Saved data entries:
· · · · ·
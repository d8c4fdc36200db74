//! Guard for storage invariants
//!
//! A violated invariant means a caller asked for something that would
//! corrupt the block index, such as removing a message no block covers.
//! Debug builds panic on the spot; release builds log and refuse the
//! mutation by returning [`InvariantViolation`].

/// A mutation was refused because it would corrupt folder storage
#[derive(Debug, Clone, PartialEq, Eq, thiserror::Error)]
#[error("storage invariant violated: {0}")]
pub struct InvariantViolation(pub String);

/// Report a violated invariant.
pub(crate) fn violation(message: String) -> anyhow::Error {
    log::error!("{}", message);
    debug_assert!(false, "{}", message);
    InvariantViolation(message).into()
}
· · · · ·
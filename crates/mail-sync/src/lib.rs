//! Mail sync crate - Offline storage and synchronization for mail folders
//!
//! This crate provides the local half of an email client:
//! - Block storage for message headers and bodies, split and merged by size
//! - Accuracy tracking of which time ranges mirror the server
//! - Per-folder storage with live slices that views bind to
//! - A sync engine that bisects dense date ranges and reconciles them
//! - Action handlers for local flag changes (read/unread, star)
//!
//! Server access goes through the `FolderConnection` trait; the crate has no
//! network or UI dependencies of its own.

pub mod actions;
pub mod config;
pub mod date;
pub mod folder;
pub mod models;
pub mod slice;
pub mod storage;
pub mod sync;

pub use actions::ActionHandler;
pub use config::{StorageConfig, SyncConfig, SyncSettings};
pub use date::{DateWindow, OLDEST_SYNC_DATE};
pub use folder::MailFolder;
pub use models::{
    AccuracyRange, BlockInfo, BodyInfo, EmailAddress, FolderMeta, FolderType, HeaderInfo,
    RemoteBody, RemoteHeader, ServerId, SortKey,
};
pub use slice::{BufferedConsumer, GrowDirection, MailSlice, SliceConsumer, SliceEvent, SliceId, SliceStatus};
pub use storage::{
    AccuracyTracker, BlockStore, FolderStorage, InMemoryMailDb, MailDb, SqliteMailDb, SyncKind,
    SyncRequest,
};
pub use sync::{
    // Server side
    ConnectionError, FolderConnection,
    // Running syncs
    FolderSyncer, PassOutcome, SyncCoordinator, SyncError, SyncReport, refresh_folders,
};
· · · · ·
EXERCISE OBJECTIVE =>
The answer must be a single number: how many lines above contain the word "String".

ANSWER TO THIS PROBLEM =>
2